Abstract

To detect deforestation using Earth Observation (EO) data, widely used methods are based on the detection of temporal changes in the EO measurements within the deforested patches. In this paper, we introduce a new indicator of deforestation obtained from synthetic aperture radar (SAR) images, which relies on a geometric artifact that appears when deforestation happens, in the form of a shadow at the border of the deforested patch. The conditions for the appearance of these shadows are analyzed, as well as the methods that can be employed to exploit them to detect deforestation. The approach involves two steps: (1) detection of new shadows; (2) reconstruction of the deforested patch around the shadows. The launch of Sentinel-1 in 2014 has opened up opportunities for a potential exploitation of this approach in large-scale applications.

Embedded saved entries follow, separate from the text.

use chrono::DateTime;
use chrono::Utc;
use jsonwebtoken::decode;
use jsonwebtoken::encode;
use jsonwebtoken::Algorithm;
use jsonwebtoken::DecodingKey;
use jsonwebtoken::EncodingKey;
use jsonwebtoken::Header;
use jsonwebtoken::Validation;

use super::claims::Claims;
use super::errors::JwtError;

/// JWT token handler for encoding and decoding tokens.
///
/// Signs with HS256 (HMAC with SHA-256) under a secret injected at
/// construction. Expiry is checked here rather than by `jsonwebtoken`, so
/// there is no leeway and callers can supply the verification instant.
#[derive(Clone)]
pub struct JwtHandler {
    encoding_key: EncodingKey,
    decoding_key: DecodingKey,
    algorithm: Algorithm,
}

impl JwtHandler {
    /// Create a new JWT handler with a secret key.
    ///
    /// # Errors
    /// * `MissingSecret` - The secret is empty
    ///
    /// # Security Notes
    /// - The secret should be at least 256 bits (32 bytes) for HS256
    /// - Store secrets in environment variables or secure vaults, never in code
    pub fn new(secret: &[u8]) -> Result<Self, JwtError> {
        if secret.is_empty() {
            return Err(JwtError::MissingSecret);
        }

        Ok(Self {
            encoding_key: EncodingKey::from_secret(secret),
            decoding_key: DecodingKey::from_secret(secret),
            algorithm: Algorithm::HS256,
        })
    }

    /// Encode claims into a signed token.
    ///
    /// # Errors
    /// * `EncodingFailed` - Serialization or signing failed
    pub fn encode(&self, claims: &Claims) -> Result<String, JwtError> {
        let header = Header::new(self.algorithm);

        encode(&header, claims, &self.encoding_key)
            .map_err(|e| JwtError::EncodingFailed(e.to_string()))
    }

    /// Decode and validate a token against the current wall clock.
    pub fn decode(&self, token: &str) -> Result<Claims, JwtError> {
        self.decode_at(token, Utc::now())
    }

    /// Decode and validate a token as of `now`.
    ///
    /// # Errors
    /// * `MalformedToken` - Structure, encoding, algorithm or signature is wrong
    /// * `TokenExpired` - Signature is valid but `now` is at or past `exp`
    pub fn decode_at(&self, token: &str, now: DateTime<Utc>) -> Result<Claims, JwtError> {
        let mut validation = Validation::new(self.algorithm);
        validation.validate_exp = false;
        validation.required_spec_claims.clear();

        let token_data = decode::<Claims>(token, &self.decoding_key, &validation)
            .map_err(|e| JwtError::MalformedToken(e.to_string()))?;

        if token_data.claims.is_expired(now.timestamp()) {
            return Err(JwtError::TokenExpired);
        }

        Ok(token_data.claims)
    }
}
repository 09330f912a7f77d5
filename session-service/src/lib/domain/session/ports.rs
use async_trait::async_trait;
use auth::Claims;
use auth::TokenPair;

use crate::domain::session::errors::SessionError;
use crate::domain::session::models::LoginCommand;
use crate::domain::session::models::SessionRecord;
use crate::domain::session::models::SignupCommand;
use crate::domain::user::models::User;
use crate::domain::user::models::UserId;

/// Port for session lifecycle operations.
#[async_trait]
pub trait SessionServicePort: Send + Sync + 'static {
    /// Register a user and open their first session.
    ///
    /// # Arguments
    /// * `command` - Validated command with email, names, phone and password
    ///
    /// # Returns
    /// Created user and the issued token pair
    ///
    /// # Errors
    /// * `User(EmailAlreadyExists | PhoneAlreadyExists)` - Duplicate identity
    /// * `Password` - Hashing failed
    /// * `Signing` - Token issuance failed
    /// * `StoreUnavailable` - Session record could not be written
    async fn signup(&self, command: SignupCommand) -> Result<(User, TokenPair), SessionError>;

    /// Verify credentials and rotate the user's session.
    ///
    /// # Errors
    /// * `InvalidCredentials` - Unknown email or wrong password
    /// * `StoreUnavailable` - Session record could not be written
    async fn login(&self, command: LoginCommand) -> Result<(User, TokenPair), SessionError>;

    /// Exchange a refresh token for a fresh pair.
    ///
    /// The presented token is not compared with the stored one.
    ///
    /// # Errors
    /// * `MalformedToken` - Bad signature, wrong token type or unknown subject
    /// * `TokenExpired` - Refresh token lifetime elapsed
    /// * `StoreUnavailable` - Session record could not be written
    async fn refresh(&self, refresh_token: &str) -> Result<TokenPair, SessionError>;

    /// Validate an access token and return its claims.
    ///
    /// Never touches the session store.
    ///
    /// # Errors
    /// * `MalformedToken` - Bad signature or wrong token type
    /// * `TokenExpired` - Access token lifetime elapsed
    async fn authenticate(&self, access_token: &str) -> Result<Claims, SessionError>;

    /// Retrieve user by unique identifier.
    ///
    /// # Errors
    /// * `UserNotFound` - User does not exist
    async fn get_user(&self, id: &UserId) -> Result<User, SessionError>;
}

/// Persistence of the latest session record per user.
#[async_trait]
pub trait SessionRepository: Send + Sync + 'static {
    /// Insert or overwrite the record for `record.user_id`.
    ///
    /// # Errors
    /// * `StoreUnavailable` - Store unreachable or write timed out
    async fn upsert(&self, record: SessionRecord) -> Result<(), SessionError>;

    /// Retrieve the current record for a user, if any.
    ///
    /// # Errors
    /// * `StoreUnavailable` - Store unreachable or read timed out
    async fn find_by_user_id(&self, user_id: &UserId)
        -> Result<Option<SessionRecord>, SessionError>;
}
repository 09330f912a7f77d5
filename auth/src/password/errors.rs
use thiserror::Error;

/// Error type for password operations.
#[derive(Debug, Clone, Error)]
pub enum PasswordError {
    #[error("Password hashing failed: {0}")]
    HashingFailed(String),

    #[error("Password verification failed: {0}")]
    VerificationFailed(String),
}
//! Node event log.
//!
//! Firmware and emulator tasks record what the node did (edges, captures,
//! link moves, emit decisions) into a fixed ring the shell's `status`
//! command can walk. The log is diagnostic only; nothing reads it back to
//! make decisions.

use core::time::Duration;

use heapless::{HistoryBuf, OldestOrdered};

use crate::control::{EmitDecision, IgnoreReason};
use crate::cycle::{CycleOutcome, RejectReason};
use crate::link::LinkState;
use crate::node::NodeId;
use crate::ranging::presence::{PresenceTransition, PresenceUpdate};

/// Identifier attached to recorded events, wrapping on overflow.
pub type EventId = u32;

/// Total number of events retained in memory.
pub const EVENT_RING_CAPACITY: usize = 64;

/// Trait implemented by monotonic instant wrappers used for event tracking.
pub trait EventInstant: Copy {
    /// Returns the saturating duration from `earlier` to `self`.
    fn saturating_duration_since(&self, earlier: Self) -> Duration;
}

/// Things a node does that are worth remembering.
#[derive(Copy, Clone, Debug, PartialEq, Eq)]
pub enum NodeEventKind {
    /// Synchronization edge, with the spacing to the previous one.
    SyncEdge { since_last: Option<Duration> },
    /// Edge arrived while a cycle was still in flight.
    TriggerIgnored,
    /// Capture accepted with its raw width.
    EchoAccepted { micros: u64 },
    /// Capture rejected before the filter.
    EchoRejected { reason: RejectReason },
    /// Estimate went out on the distance topic.
    EstimatePublished,
    /// Estimate dropped because the link was down.
    PublishDropped,
    LinkConnecting,
    LinkConnected,
    LinkLost,
    /// Debounced presence flipped.
    PresenceChanged { present: bool },
    /// Control payload fired the pulse.
    EmitFired,
    /// Control payload dismissed.
    EmitIgnored { reason: IgnoreReason },
    /// Operator persisted a new identity.
    IdChanged { id: NodeId },
}

/// Event record stored in the ring buffer.
#[derive(Copy, Clone, Debug, PartialEq, Eq)]
pub struct EventRecord<TInstant>
where
    TInstant: Copy,
{
    pub id: EventId,
    pub timestamp: TInstant,
    pub kind: NodeEventKind,
}

/// Event ring buffer type alias.
pub type EventRing<TInstant, const CAPACITY: usize = EVENT_RING_CAPACITY> =
    HistoryBuf<EventRecord<TInstant>, CAPACITY>;

/// Records node events into a fixed-size ring buffer.
pub struct EventRecorder<TInstant, const CAPACITY: usize = EVENT_RING_CAPACITY>
where
    TInstant: Copy,
{
    ring: EventRing<TInstant, CAPACITY>,
    last_edge_at: Option<TInstant>,
    next_event_id: EventId,
}

impl<TInstant, const CAPACITY: usize> EventRecorder<TInstant, CAPACITY>
where
    TInstant: Copy + EventInstant,
{
    /// Creates a new recorder with an empty history.
    #[must_use]
    pub const fn new() -> Self {
        Self {
            ring: HistoryBuf::new(),
            last_edge_at: None,
            next_event_id: 0,
        }
    }

    /// Returns an iterator over the recorded events in chronological order.
    pub fn oldest_first(&self) -> OldestOrdered<'_, EventRecord<TInstant>> {
        self.ring.oldest_ordered()
    }

    /// Returns the most recent record, if available.
    pub fn latest(&self) -> Option<&EventRecord<TInstant>> {
        self.ring.recent()
    }

    /// Returns the number of records currently stored.
    pub fn len(&self) -> usize {
        self.ring.len()
    }

    /// Returns `true` when no records are stored.
    pub fn is_empty(&self) -> bool {
        self.ring.is_empty()
    }

    /// Records a synchronization edge and the spacing since the previous one.
    pub fn record_sync_edge(&mut self, timestamp: TInstant) -> EventId {
        let since_last = self
            .last_edge_at
            .map(|previous| timestamp.saturating_duration_since(previous));
        self.last_edge_at = Some(timestamp);
        self.record(NodeEventKind::SyncEdge { since_last }, timestamp)
    }

    /// Records the terminal outcome of one measurement cycle.
    ///
    /// Accepted samples write two entries (the capture, then the publish
    /// result) so the ring reads like the cycle ran.
    pub fn record_cycle_outcome(
        &mut self,
        outcome: &CycleOutcome,
        timestamp: TInstant,
    ) -> EventId {
        match outcome {
            CycleOutcome::Published { raw_micros, .. } => {
                self.record(
                    NodeEventKind::EchoAccepted {
                        micros: *raw_micros,
                    },
                    timestamp,
                );
                self.record(NodeEventKind::EstimatePublished, timestamp)
            }
            CycleOutcome::Dropped { raw_micros, .. } => {
                self.record(
                    NodeEventKind::EchoAccepted {
                        micros: *raw_micros,
                    },
                    timestamp,
                );
                self.record(NodeEventKind::PublishDropped, timestamp)
            }
            CycleOutcome::Rejected(reason) => {
                self.record(NodeEventKind::EchoRejected { reason: *reason }, timestamp)
            }
        }
    }

    /// Records a link lifecycle move.
    pub fn record_link_state(&mut self, state: LinkState, timestamp: TInstant) -> EventId {
        let kind = match state {
            LinkState::Disconnected => NodeEventKind::LinkLost,
            LinkState::Connecting => NodeEventKind::LinkConnecting,
            LinkState::Connected => NodeEventKind::LinkConnected,
        };
        self.record(kind, timestamp)
    }

    /// Records a presence flip; steady presence writes nothing.
    pub fn record_presence(
        &mut self,
        update: &PresenceUpdate,
        timestamp: TInstant,
    ) -> Option<EventId> {
        update.transition.map(|transition| {
            let present = matches!(transition, PresenceTransition::Appeared);
            self.record(NodeEventKind::PresenceChanged { present }, timestamp)
        })
    }

    /// Records what a control payload did.
    pub fn record_emit(&mut self, decision: EmitDecision, timestamp: TInstant) -> EventId {
        let kind = match decision {
            EmitDecision::Fired => NodeEventKind::EmitFired,
            EmitDecision::Ignored(reason) => NodeEventKind::EmitIgnored { reason },
        };
        self.record(kind, timestamp)
    }

    /// Records a persisted identity change.
    pub fn record_id_changed(&mut self, id: NodeId, timestamp: TInstant) -> EventId {
        self.record(NodeEventKind::IdChanged { id }, timestamp)
    }

    /// Records an arbitrary event.
    pub fn record(&mut self, kind: NodeEventKind, timestamp: TInstant) -> EventId {
        let id = self.next_event_id;
        self.next_event_id = self.next_event_id.wrapping_add(1);

        self.ring.write(EventRecord {
            id,
            timestamp,
            kind,
        });

        id
    }
}

impl<TInstant, const CAPACITY: usize> Default for EventRecorder<TInstant, CAPACITY>
where
    TInstant: Copy + EventInstant,
{
    fn default() -> Self {
        Self::new()
    }
}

A deforestation detection method based on this approach was tested in a 600,000 ha site in Peru. A detection rate of more than 95% is obtained for samples larger than 0.4 ha, and the method was found to perform better than the optical-based UMD-GLAD Forest Alert dataset both in terms of spatial and temporal detection. Further work needed to exploit this approach at operational levels is discussed.

Highlights

  • At present, forest destruction is a major source of carbon emissions and a primary cause of biodiversity loss [1]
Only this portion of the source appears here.